> Action item:
Copy the data exactly. Leave nothing out.

> Exercise input:
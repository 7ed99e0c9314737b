use actix_web::{http::StatusCode, web, HttpResponse, Responder};
use serde_json::{json, Value};
use std::collections::BTreeMap;
use validator::Validate;

use crate::core::{city_to_coordinate, MatchOptions};
use crate::models::{
    BloodPredictionRequest, BloodPredictionResponse, DonorMatch, EmergencyRequest,
    SmartMatchingRequest, SmartMatchingResponse,
};
use crate::routes::{error_response, matches::run_matching, registry_error_response, AppState};
use crate::services::{LlmError, SETUP_GUIDE};

const MATCHING_SYSTEM_PROMPT: &str = "You are a blood bank coordinator. Rank donor candidates for an \
emergency blood request. Reply with a single JSON object only: \
{\"rankedDonorIds\": [string], \"reasoning\": string}.";

const PREDICTION_SYSTEM_PROMPT: &str = "You are a blood supply analyst. Estimate blood demand for an \
Indian city. Reply with a single JSON object only: {\"predictions\": [{\"bloodType\": string, \
\"expectedUnits\": number, \"shortageRisk\": \"low\"|\"medium\"|\"high\"}], \"summary\": string}.";

/// Configure AI proxy routes
pub fn configure(cfg: &mut web::ServiceConfig) {
    cfg
        .route("/smart-matching", web::post().to(smart_matching))
        .route("/blood-prediction", web::post().to(blood_prediction));
}

fn llm_error_response(err: &LlmError) -> HttpResponse {
    match err {
        LlmError::NotConfigured => {
            error_response(StatusCode::INTERNAL_SERVER_ERROR, "AI not configured", SETUP_GUIDE)
        }
        LlmError::InvalidJson(detail) => error_response(
            StatusCode::INTERNAL_SERVER_ERROR,
            "Invalid JSON response from AI model",
            detail.clone(),
        ),
        other => {
            tracing::error!("AI request failed: {}", other);
            error_response(StatusCode::INTERNAL_SERVER_ERROR, "AI request failed", other.to_string())
        }
    }
}

/// Prompt listing the request and the pre-ranked candidates
fn smart_matching_prompt(request: &EmergencyRequest, matches: &[DonorMatch]) -> String {
    let candidates: Vec<Value> = matches
        .iter()
        .map(|m| {
            json!({
                "donorId": m.donor.id,
                "bloodType": m.donor.blood_type,
                "distanceKm": m.distance_km,
                "isEligible": m.is_eligible,
                "matchScore": m.match_score,
                "lastDonation": m.last_donation.as_ref().map(|d| d.donated_at.to_rfc3339()),
                "locationPrecision": m.location_precision,
            })
        })
        .collect();

    format!(
        "Emergency request: {} unit(s) of {} blood, urgency {:?}, location {}.\n\
         Candidates (already filtered for compatibility and distance):\n{}\n\
         Re-rank the candidates, most suitable first, using only the donorIds above.",
        request.units_required,
        request.blood_type,
        request.urgency,
        request.location.as_deref().unwrap_or("unknown"),
        serde_json::to_string_pretty(&candidates).unwrap_or_default(),
    )
}

/// Reorder matches by the model's `rankedDonorIds`
///
/// Ids the model invented are ignored; candidates it left out keep their
/// original relative order after the ranked ones.
fn apply_ranking(matches: Vec<DonorMatch>, ranking: &Value) -> Vec<DonorMatch> {
    let ranked_ids: Vec<&str> = ranking
        .get("rankedDonorIds")
        .and_then(|ids| ids.as_array())
        .map(|ids| ids.iter().filter_map(|id| id.as_str()).collect())
        .unwrap_or_default();

    let mut remaining = matches;
    let mut ordered = Vec::with_capacity(remaining.len());
    for id in ranked_ids {
        if let Some(pos) = remaining.iter().position(|m| m.donor.id == id) {
            ordered.push(remaining.remove(pos));
        }
    }
    ordered.extend(remaining);
    ordered
}

fn blood_prediction_prompt(
    city: &str,
    blood_type: Option<&str>,
    horizon_days: u16,
    donors: &BTreeMap<String, usize>,
    known_city: bool,
) -> String {
    format!(
        "City: {}{}\nForecast horizon: {} day(s)\nFocus blood type: {}\n\
         Active registered donors by blood type: {}\n\
         Predict expected demand in units per blood type and the shortage risk.",
        city,
        if known_city { "" } else { " (not in our city table)" },
        horizon_days,
        blood_type.unwrap_or("all"),
        serde_json::to_string(donors).unwrap_or_default(),
    )
}

/// AI re-ranking endpoint
///
/// POST /api/ai/smart-matching
///
/// Request body (either `requestId` or `request`):
/// ```json
/// {
///   "requestId": "uuid",
///   "request": { "bloodType": "A+", "location": "Pune" },
///   "limit": 5
/// }
/// ```
async fn smart_matching(
    state: web::Data<AppState>,
    req: web::Json<SmartMatchingRequest>,
) -> impl Responder {
    if let Err(errors) = req.validate() {
        return error_response(StatusCode::BAD_REQUEST, "Validation failed", errors.to_string());
    }

    if !state.llm.is_configured() {
        return llm_error_response(&LlmError::NotConfigured);
    }

    let req = req.into_inner();
    let request = match (req.request_id, req.request) {
        (Some(id), _) => match state.registry.get_request(id).await {
            Ok(request) => request,
            Err(e) => return registry_error_response(&e),
        },
        (None, Some(body)) => body.into_request(),
        (None, None) => {
            return error_response(
                StatusCode::BAD_REQUEST,
                "Validation failed",
                "either requestId or request is required",
            );
        }
    };

    let options = MatchOptions {
        max_distance_km: state.policy.max_distance_km,
        exclude_imprecise: state.policy.exclude_imprecise,
        ..MatchOptions::default()
    };
    let limit = state.policy.limit(Some(req.limit));
    let (result, _) = run_matching(&state, &request, options, limit).await;

    if result.matches.is_empty() {
        return HttpResponse::Ok().json(SmartMatchingResponse {
            matches: vec![],
            ai_ranking: json!({
                "rankedDonorIds": [],
                "reasoning": "No compatible donors within range",
            }),
        });
    }

    let prompt = smart_matching_prompt(&request, &result.matches);
    match state.llm.complete_json(MATCHING_SYSTEM_PROMPT, &prompt).await {
        Ok(ranking) => HttpResponse::Ok().json(SmartMatchingResponse {
            matches: apply_ranking(result.matches, &ranking),
            ai_ranking: ranking,
        }),
        Err(e) => llm_error_response(&e),
    }
}

/// AI demand prediction endpoint
///
/// POST /api/ai/blood-prediction
///
/// Request body:
/// ```json
/// { "city": "Pune", "bloodType": "O-", "horizonDays": 7 }
/// ```
async fn blood_prediction(
    state: web::Data<AppState>,
    req: web::Json<BloodPredictionRequest>,
) -> impl Responder {
    if let Err(errors) = req.validate() {
        return error_response(StatusCode::BAD_REQUEST, "Validation failed", errors.to_string());
    }

    if !state.llm.is_configured() {
        return llm_error_response(&LlmError::NotConfigured);
    }

    let donors = state.registry.active_donors_by_blood_type(&req.city).await;
    let known_city = !city_to_coordinate(&req.city).is_fallback();
    let prompt = blood_prediction_prompt(
        &req.city,
        req.blood_type.as_deref(),
        req.horizon_days,
        &donors,
        known_city,
    );

    match state.llm.complete_json(PREDICTION_SYSTEM_PROMPT, &prompt).await {
        Ok(prediction) => HttpResponse::Ok().json(BloodPredictionResponse {
            city: req.city.clone(),
            prediction,
            generated_at: chrono::Utc::now(),
        }),
        Err(e) => llm_error_response(&e),
    }
}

> Result for this task:
repository 7ed99e0c9314737b
use actix_web::{http::StatusCode, web, HttpResponse, Responder};
use serde_json::{json, Value};
use std::collections::BTreeMap;
use validator::Validate;

use crate::core::{city_to_coordinate, MatchOptions};
use crate::models::{
    BloodPredictionRequest, BloodPredictionResponse, DonorMatch, EmergencyRequest,
    SmartMatchingRequest, SmartMatchingResponse,
};
use crate::routes::{error_response, matches::run_matching, registry_error_response, AppState};
use crate::services::{LlmError, SETUP_GUIDE};

const MATCHING_SYSTEM_PROMPT: &str = "You are a blood bank coordinator. Rank donor candidates for an \
emergency blood request. Reply with a single JSON object only: \
{\"rankedDonorIds\": [string], \"reasoning\": string}.";

const PREDICTION_SYSTEM_PROMPT: &str = "You are a blood supply analyst. Estimate blood demand for an \
Indian city. Reply with a single JSON object only: {\"predictions\": [{\"bloodType\": string, \
\"expectedUnits\": number, \"shortageRisk\": \"low\"|\"medium\"|\"high\"}], \"summary\": string}.";

/// Configure AI proxy routes
pub fn configure(cfg: &mut web::ServiceConfig) {
    cfg
        .route("/smart-matching", web::post().to(smart_matching))
        .route("/blood-prediction", web::post().to(blood_prediction));
}

fn llm_error_response(err: &LlmError) -> HttpResponse {
    match err {
        LlmError::NotConfigured => {
            error_response(StatusCode::INTERNAL_SERVER_ERROR, "AI not configured", SETUP_GUIDE)
        }
        LlmError::InvalidJson(detail) => error_response(
            StatusCode::INTERNAL_SERVER_ERROR,
            "Invalid JSON response from AI model",
            detail.clone(),
        ),
        other => {
            tracing::error!("AI request failed: {}", other);
            error_response(StatusCode::INTERNAL_SERVER_ERROR, "AI request failed", other.to_string())
        }
    }
}

/// Prompt listing the request and the pre-ranked candidates
fn smart_matching_prompt(request: &EmergencyRequest, matches: &[DonorMatch]) -> String {
    let candidates: Vec<Value> = matches
        .iter()
        .map(|m| {
            json!({
                "donorId": m.donor.id,
                "bloodType": m.donor.blood_type,
                "distanceKm": m.distance_km,
                "isEligible": m.is_eligible,
                "matchScore": m.match_score,
                "lastDonation": m.last_donation.as_ref().map(|d| d.donated_at.to_rfc3339()),
                "locationPrecision": m.location_precision,
            })
        })
        .collect();

    format!(
        "Emergency request: {} unit(s) of {} blood, urgency {:?}, location {}.\n\
         Candidates (already filtered for compatibility and distance):\n{}\n\
         Re-rank the candidates, most suitable first, using only the donorIds above.",
        request.units_required,
        request.blood_type,
        request.urgency,
        request.location.as_deref().unwrap_or("unknown"),
        serde_json::to_string_pretty(&candidates).unwrap_or_default(),
    )
}

/// Reorder matches by the model's `rankedDonorIds`
///
/// Ids the model invented are ignored; candidates it left out keep their
/// original relative order after the ranked ones.
fn apply_ranking(matches: Vec<DonorMatch>, ranking: &Value) -> Vec<DonorMatch> {
    let ranked_ids: Vec<&str> = ranking
        .get("rankedDonorIds")
        .and_then(|ids| ids.as_array())
        .map(|ids| ids.iter().filter_map(|id| id.as_str()).collect())
        .unwrap_or_default();

    let mut remaining = matches;
    let mut ordered = Vec::with_capacity(remaining.len());
    for id in ranked_ids {
        if let Some(pos) = remaining.iter().position(|m| m.donor.id == id) {
            ordered.push(remaining.remove(pos));
        }
    }
    ordered.extend(remaining);
    ordered
}

fn blood_prediction_prompt(
    city: &str,
    blood_type: Option<&str>,
    horizon_days: u16,
    donors: &BTreeMap<String, usize>,
    known_city: bool,
) -> String {
    format!(
        "City: {}{}\nForecast horizon: {} day(s)\nFocus blood type: {}\n\
         Active registered donors by blood type: {}\n\
         Predict expected demand in units per blood type and the shortage risk.",
        city,
        if known_city { "" } else { " (not in our city table)" },
        horizon_days,
        blood_type.unwrap_or("all"),
        serde_json::to_string(donors).unwrap_or_default(),
    )
}

/// AI re-ranking endpoint
///
/// POST /api/ai/smart-matching
///
/// Request body (either `requestId` or `request`):
/// ```json
/// {
///   "requestId": "uuid",
///   "request": { "bloodType": "A+", "location": "Pune" },
///   "limit": 5
/// }
/// ```
async fn smart_matching(
    state: web::Data<AppState>,
    req: web::Json<SmartMatchingRequest>,
) -> impl Responder {
    if let Err(errors) = req.validate() {
        return error_response(StatusCode::BAD_REQUEST, "Validation failed", errors.to_string());
    }

    if !state.llm.is_configured() {
        return llm_error_response(&LlmError::NotConfigured);
    }

    let req = req.into_inner();
    let request = match (req.request_id, req.request) {
        (Some(id), _) => match state.registry.get_request(id).await {
            Ok(request) => request,
            Err(e) => return registry_error_response(&e),
        },
        (None, Some(body)) => body.into_request(),
        (None, None) => {
            return error_response(
                StatusCode::BAD_REQUEST,
                "Validation failed",
                "either requestId or request is required",
            );
        }
    };

    let options = MatchOptions {
        max_distance_km: state.policy.max_distance_km,
        exclude_imprecise: state.policy.exclude_imprecise,
        ..MatchOptions::default()
    };
    let limit = state.policy.limit(Some(req.limit));
    let (result, _) = run_matching(&state, &request, options, limit).await;

    if result.matches.is_empty() {
        return HttpResponse::Ok().json(SmartMatchingResponse {
            matches: vec![],
            ai_ranking: json!({
                "rankedDonorIds": [],
                "reasoning": "No compatible donors within range",
            }),
        });
    }

    let prompt = smart_matching_prompt(&request, &result.matches);
    match state.llm.complete_json(MATCHING_SYSTEM_PROMPT, &prompt).await {
        Ok(ranking) => HttpResponse::Ok().json(SmartMatchingResponse {
            matches: apply_ranking(result.matches, &ranking),
            ai_ranking: ranking,
        }),
        Err(e) => llm_error_response(&e),
    }
}

/// AI demand prediction endpoint
///
/// POST /api/ai/blood-prediction
///
/// Request body:
/// ```json
/// { "city": "Pune", "bloodType": "O-", "horizonDays": 7 }
/// ```
async fn blood_prediction(
    state: web::Data<AppState>,
    req: web::Json<BloodPredictionRequest>,
) -> impl Responder {
    if let Err(errors) = req.validate() {
        return error_response(StatusCode::BAD_REQUEST, "Validation failed", errors.to_string());
    }

    if !state.llm.is_configured() {
        return llm_error_response(&LlmError::NotConfigured);
    }

    let donors = state.registry.active_donors_by_blood_type(&req.city).await;
    let known_city = !city_to_coordinate(&req.city).is_fallback();
    let prompt = blood_prediction_prompt(
        &req.city,
        req.blood_type.as_deref(),
        req.horizon_days,
        &donors,
        known_city,
    );

    match state.llm.complete_json(PREDICTION_SYSTEM_PROMPT, &prompt).await {
        Ok(prediction) => HttpResponse::Ok().json(BloodPredictionResponse {
            city: req.city.clone(),
            prediction,
            generated_at: chrono::Utc::now(),
        }),
        Err(e) => llm_error_response(&e),
    }
}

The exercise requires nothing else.